**WORK TASK:**
Take the line that contains "station and day." as the first line and the final line of the records as the last; return exactly those lines and the lines between.

**DATA TO PROCESS:**

//! Trait and types for tide and current predictions.

use anyhow::Result;
use chrono::NaiveDate;
use serde::Serialize;

/// Whether a hi/lo tide prediction is a high or a low water.
#[derive(Debug, Clone, Copy, PartialEq, Eq, Serialize)]
#[serde(rename_all = "lowercase")]
pub enum TideKind {
    High,
    Low,
}

/// A single predicted high or low water.
#[derive(Debug, Clone, PartialEq, Serialize)]
pub struct TideEvent {
    /// Station-local time, `YYYY-MM-DDTHH:MM:SS`.
    pub time: String,
    pub height_ft: f64,
    pub kind: TideKind,
}

/// Abstraction over a tide/current prediction provider (NOAA CO-OPS).
#[async_trait::async_trait]
pub trait TidesApi: Send + Sync {
    /// Returns the raw current-prediction payload for one station and day.
    ///
    /// The payload is deliberately left undecoded: upstream shapes vary by
    /// station and the aggregation decides what counts as well-formed.
    async fn current_predictions(
        &self,
        station_id: &str,
        date: NaiveDate,
        interval_minutes: u32,
    ) -> Result<serde_json::Value>;

    /// Returns hi/lo tide events starting at `begin` and spanning `hours`.
    async fn tide_predictions(
        &self,
        station_id: &str,
        begin: NaiveDate,
        hours: u32,
    ) -> Result<Vec<TideEvent>>;
}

**ANSWER TO THE PROBLEM:**
    /// Returns the raw current-prediction payload for one station and day.
    ///
    /// The payload is deliberately left undecoded: upstream shapes vary by
    /// station and the aggregation decides what counts as well-formed.
    async fn current_predictions(
        &self,
        station_id: &str,
        date: NaiveDate,
        interval_minutes: u32,
    ) -> Result<serde_json::Value>;

    /// Returns hi/lo tide events starting at `begin` and spanning `hours`.
    async fn tide_predictions(
        &self,
        station_id: &str,
        begin: NaiveDate,
        hours: u32,
    ) -> Result<Vec<TideEvent>>;
}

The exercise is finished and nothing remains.